Ada tiga metode penambangan emas ilegal itu, pertama dengan mengeruk sungai-sungai khususnya di wilayah Jambi bagian barat dengan menggunakan alat berat jenis eskavator. Metode kedua menggunakan rakit yang berisi mesin dompeng untuk menyedot pasir dan bebatuan yang ada di dalam sungai dan metode ketiga dengan membuat lubang seukuran tubuh manusia atau disebut “lubang jarum”.
Namun ketiga cara itu semuanya ilegal. Banyak cara yang dilakukan pemerintah provinsi dan kabupaten untuk menghentikan aktivitas tersebut, namun belum berhasil.
Catatan Komunitas Konservasi Indonesia (KKI) WARSI menyebutkan, berdasarkan Interpretasi Citra Lansat 8, pada tahun 2017, kerusakan lahan akibat penambangan emas ilegal di tiga kabupaten, Provinsi Jambi yakni Sarolangun, Merangin dan Bungi tercatat seluas 27.822 hektare.

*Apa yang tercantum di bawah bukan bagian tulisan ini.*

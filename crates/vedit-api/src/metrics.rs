//! Prometheus metrics for the API server.
//!
//! Editor metrics (operations, FFmpeg and transfer durations) are recorded by
//! `vedit-editor`; this module owns the HTTP-level series and the recorder.

use std::sync::OnceLock;
use std::time::Instant;

use axum::body::Body;
use axum::http::{Request, Response};
use axum::middleware::Next;
use metrics::{counter, gauge, histogram};
use metrics_exporter_prometheus::{PrometheusBuilder, PrometheusHandle};
use regex_lite::Regex;

/// Initialize the Prometheus metrics recorder.
/// Returns a handle that can be used to render metrics.
pub fn init_metrics() -> PrometheusHandle {
    PrometheusBuilder::new()
        .install_recorder()
        .expect("Failed to install Prometheus recorder")
}

/// Metric names as constants for consistency.
pub mod names {
    pub const HTTP_REQUESTS_TOTAL: &str = "vedit_http_requests_total";
    pub const HTTP_REQUEST_DURATION_SECONDS: &str = "vedit_http_request_duration_seconds";
    pub const HTTP_REQUESTS_IN_FLIGHT: &str = "vedit_http_requests_in_flight";

    pub const RATE_LIMIT_HITS_TOTAL: &str = "vedit_rate_limit_hits_total";
}

/// Record an HTTP request.
pub fn record_http_request(method: &str, path: &str, status: u16, duration_secs: f64) {
    let labels = [
        ("method", method.to_string()),
        ("path", sanitize_path(path)),
        ("status", status.to_string()),
    ];

    counter!(names::HTTP_REQUESTS_TOTAL, &labels).increment(1);
    histogram!(names::HTTP_REQUEST_DURATION_SECONDS, &labels).record(duration_secs);
}

/// Record rate limit hit.
pub fn record_rate_limit_hit(endpoint: &str) {
    let labels = [("endpoint", sanitize_path(endpoint))];
    counter!(names::RATE_LIMIT_HITS_TOTAL, &labels).increment(1);
}

/// Collapse object keys in paths so label cardinality stays bounded.
fn sanitize_path(path: &str) -> String {
    static OBJECT_PATH: OnceLock<Regex> = OnceLock::new();
    let re = OBJECT_PATH.get_or_init(|| {
        Regex::new(r"^/videos/(download|video)/[^/]+$").expect("valid path regex")
    });
    re.replace(path, "/videos/$1/:video_id").to_string()
}

/// Metrics middleware for HTTP requests.
pub async fn metrics_middleware(request: Request<Body>, next: Next) -> Response<Body> {
    let method = request.method().to_string();
    let path = request.uri().path().to_string();
    let start = Instant::now();

    gauge!(names::HTTP_REQUESTS_IN_FLIGHT).increment(1.0);

    let response = next.run(request).await;

    gauge!(names::HTTP_REQUESTS_IN_FLIGHT).decrement(1.0);

    let status = response.status().as_u16();
    let duration = start.elapsed().as_secs_f64();

    record_http_request(&method, &path, status, duration);

    response
}

#[cfg(test)]
mod tests {
    use super::*;

    #[test]
    fn test_sanitize_path() {
        assert_eq!(
            sanitize_path("/videos/download/3f2a_clip.mp4"),
            "/videos/download/:video_id"
        );
        assert_eq!(
            sanitize_path("/videos/video/a%20b.mov"),
            "/videos/video/:video_id"
        );
        assert_eq!(sanitize_path("/videos/list"), "/videos/list");
        assert_eq!(sanitize_path("/editor/cut"), "/editor/cut");
    }
}
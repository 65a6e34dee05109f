//! Editor operation requests.
//!
//! Request bodies are validated in two layers: the shape rules declared here
//! with `validator` (ranges, key lengths, time ordering), and the rules that
//! need parsing or probing (formats, resolutions, crop bounds) which the
//! editor applies before touching storage.

use std::fmt;

use schemars::JsonSchema;
use serde::{Deserialize, Serialize};
use validator::{Validate, ValidationError, ValidationErrors};

/// Cut a time range out of a stored video.
#[derive(Debug, Clone, Serialize, Deserialize, Validate)]
#[validate(schema(function = "validate_cut_range"))]
pub struct CutRequest {
    /// Source object key
    #[validate(length(min = 1, max = 1024, message = "video_id must not be empty"))]
    pub video_id: String,
    /// Trim start in seconds
    #[validate(range(min = 0.0, message = "start_time must be >= 0"))]
    pub start_time: f64,
    /// Trim end in seconds (exclusive of everything after)
    pub end_time: f64,
    /// Output format; defaults to the source key's extension
    #[serde(default)]
    pub format: Option<String>,
}

fn validate_cut_range(req: &CutRequest) -> Result<(), ValidationError> {
    if req.end_time <= req.start_time {
        let mut err = ValidationError::new("time_range");
        err.message = Some("end_time must be greater than start_time".into());
        return Err(err);
    }
    Ok(())
}

/// Re-encode a stored video into another container.
#[derive(Debug, Clone, Serialize, Deserialize, Validate)]
pub struct ConvertRequest {
    #[validate(length(min = 1, max = 1024, message = "video_id must not be empty"))]
    pub video_id: String,
    /// One of mp4, avi, mov, mkv (case-insensitive)
    pub target_format: String,
}

/// Fit a stored video inside a `<width>x<height>` box.
#[derive(Debug, Clone, Serialize, Deserialize, Validate)]
pub struct ResizeRequest {
    #[validate(length(min = 1, max = 1024, message = "video_id must not be empty"))]
    pub video_id: String,
    /// Target box, e.g. "1280x720"
    pub resolution: String,
    #[serde(default)]
    pub format: Option<String>,
}

/// Cut a pixel rectangle out of every frame.
#[derive(Debug, Clone, Serialize, Deserialize, Validate)]
pub struct CropRequest {
    #[validate(length(min = 1, max = 1024, message = "video_id must not be empty"))]
    pub video_id: String,
    #[validate(range(min = 0, message = "x must be >= 0"))]
    pub x: i64,
    #[validate(range(min = 0, message = "y must be >= 0"))]
    pub y: i64,
    #[validate(range(min = 1, message = "width must be > 0"))]
    pub width: i64,
    #[validate(range(min = 1, message = "height must be > 0"))]
    pub height: i64,
    #[serde(default)]
    pub format: Option<String>,
}

/// Stack two stored videos into a 9:16 composite.
#[derive(Debug, Clone, Serialize, Deserialize, Validate)]
pub struct MergeRequest {
    /// Top half, also the audio source and the length of the result
    #[validate(length(min = 1, max = 1024, message = "main_video_id must not be empty"))]
    pub main_video_id: String,
    /// Bottom half, looped for as long as the main video plays
    #[validate(length(min = 1, max = 1024, message = "background_video_id must not be empty"))]
    pub background_video_id: String,
    #[serde(default)]
    pub format: Option<String>,
}

/// Operation kind, used for logging, metrics and response messages.
#[derive(Debug, Clone, Copy, PartialEq, Eq, Hash, Serialize, Deserialize, JsonSchema)]
#[serde(rename_all = "snake_case")]
pub enum OperationKind {
    Cut,
    Convert,
    Resize,
    Crop,
    Merge,
}

impl OperationKind {
    pub fn as_str(&self) -> &'static str {
        match self {
            OperationKind::Cut => "cut",
            OperationKind::Convert => "convert",
            OperationKind::Resize => "resize",
            OperationKind::Crop => "crop",
            OperationKind::Merge => "merge",
        }
    }

    /// Human-readable success message.
    pub fn success_message(&self) -> &'static str {
        match self {
            OperationKind::Cut => "Video cut successfully",
            OperationKind::Convert => "Video converted successfully",
            OperationKind::Resize => "Video resized successfully",
            OperationKind::Crop => "Video cropped successfully",
            OperationKind::Merge => "Videos merged successfully",
        }
    }
}

impl fmt::Display for OperationKind {
    fn fmt(&self, f: &mut fmt::Formatter<'_>) -> fmt::Result {
        f.write_str(self.as_str())
    }
}

/// Any editor operation.
#[derive(Debug, Clone, Serialize, Deserialize)]
#[serde(tag = "operation", rename_all = "snake_case")]
pub enum OperationRequest {
    Cut(CutRequest),
    Convert(ConvertRequest),
    Resize(ResizeRequest),
    Crop(CropRequest),
    Merge(MergeRequest),
}

impl OperationRequest {
    pub fn kind(&self) -> OperationKind {
        match self {
            OperationRequest::Cut(_) => OperationKind::Cut,
            OperationRequest::Convert(_) => OperationKind::Convert,
            OperationRequest::Resize(_) => OperationKind::Resize,
            OperationRequest::Crop(_) => OperationKind::Crop,
            OperationRequest::Merge(_) => OperationKind::Merge,
        }
    }

    /// Object keys this operation reads, in input order.
    pub fn source_keys(&self) -> Vec<&str> {
        match self {
            OperationRequest::Cut(r) => vec![r.video_id.as_str()],
            OperationRequest::Convert(r) => vec![r.video_id.as_str()],
            OperationRequest::Resize(r) => vec![r.video_id.as_str()],
            OperationRequest::Crop(r) => vec![r.video_id.as_str()],
            OperationRequest::Merge(r) => {
                vec![r.main_video_id.as_str(), r.background_video_id.as_str()]
            }
        }
    }

    /// Run the declarative shape checks of the wrapped request.
    pub fn validate_shape(&self) -> Result<(), ValidationErrors> {
        match self {
            OperationRequest::Cut(r) => r.validate(),
            OperationRequest::Convert(r) => r.validate(),
            OperationRequest::Resize(r) => r.validate(),
            OperationRequest::Crop(r) => r.validate(),
            OperationRequest::Merge(r) => r.validate(),
        }
    }
}

impl From<CutRequest> for OperationRequest {
    fn from(r: CutRequest) -> Self {
        Self::Cut(r)
    }
}

impl From<ConvertRequest> for OperationRequest {
    fn from(r: ConvertRequest) -> Self {
        Self::Convert(r)
    }
}

impl From<ResizeRequest> for OperationRequest {
    fn from(r: ResizeRequest) -> Self {
        Self::Resize(r)
    }
}

impl From<CropRequest> for OperationRequest {
    fn from(r: CropRequest) -> Self {
        Self::Crop(r)
    }
}

impl From<MergeRequest> for OperationRequest {
    fn from(r: MergeRequest) -> Self {
        Self::Merge(r)
    }
}

/// Flatten validator output into a single client-facing sentence.
pub fn describe_validation_errors(errors: &ValidationErrors) -> String {
    let mut messages: Vec<String> = errors
        .field_errors()
        .into_iter()
        .flat_map(|(field, errs)| {
            errs.iter().map(move |e| match &e.message {
                Some(msg) => msg.to_string(),
                None => format!("{} is invalid", field),
            })
        })
        .collect();
    messages.sort();

    if messages.is_empty() {
        errors.to_string()
    } else {
        messages.join("; ")
    }
}

#[cfg(test)]
mod tests {
    use super::*;

    fn cut(start: f64, end: f64) -> CutRequest {
        CutRequest {
            video_id: "a.mp4".to_string(),
            start_time: start,
            end_time: end,
            format: None,
        }
    }

    #[test]
    fn test_cut_range_rules() {
        assert!(cut(0.0, 1.5).validate().is_ok());
        assert!(cut(2.0, 1.0).validate().is_err());
        assert!(cut(1.0, 1.0).validate().is_err());
        assert!(cut(-1.0, 3.0).validate().is_err());
    }

    #[test]
    fn test_cut_error_message_mentions_end_time() {
        let errors = cut(2.0, 1.0).validate().unwrap_err();
        let msg = describe_validation_errors(&errors);
        assert!(msg.contains("end_time must be greater than start_time"), "{msg}");
    }

    #[test]
    fn test_crop_shape_rules() {
        let mut req = CropRequest {
            video_id: "b.mp4".to_string(),
            x: 0,
            y: 0,
            width: 10,
            height: 10,
            format: None,
        };
        assert!(req.validate().is_ok());

        req.x = -1;
        assert!(req.validate().is_err());

        req.x = 0;
        req.height = 0;
        let msg = describe_validation_errors(&req.validate().unwrap_err());
        assert_eq!(msg, "height must be > 0");
    }

    #[test]
    fn test_empty_key_rejected() {
        let req = ConvertRequest {
            video_id: String::new(),
            target_format: "mp4".to_string(),
        };
        assert!(req.validate().is_err());
    }

    #[test]
    fn test_merge_source_keys_order() {
        let req = OperationRequest::from(MergeRequest {
            main_video_id: "main.mp4".to_string(),
            background_video_id: "bg.mp4".to_string(),
            format: None,
        });
        assert_eq!(req.kind(), OperationKind::Merge);
        assert_eq!(req.source_keys(), vec!["main.mp4", "bg.mp4"]);
    }

    #[test]
    fn test_request_defaults_from_json() {
        let req: CutRequest =
            serde_json::from_str(r#"{"video_id":"a.mp4","start_time":1,"end_time":4}"#).unwrap();
        assert!(req.format.is_none());

        let op: OperationRequest = serde_json::from_str(
            r#"{"operation":"resize","video_id":"c.mp4","resolution":"1280x720"}"#,
        )
        .unwrap();
        assert_eq!(op.kind(), OperationKind::Resize);
    }
}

“Terluas di Kabupaten Sarolangun yaitu 13.762 hektare disusul Merangin 9.966 hektare dan Bungo seluas 4.094 hektare,” kata Direktur KKI WARSI, Rudi Syaf di Jambi, belum lama ini.
Dikatakannya, tahun 2016 areal yang dibuka untuk penambangan ilegal meningkat lebih dari 100 persen di wilayah Merangin dan Sarolangun. Areal tambang illegal ini diperkirakan separuhnya merupakan kawasan persawahan yang merupakan sumber pangan masyarakat setempat.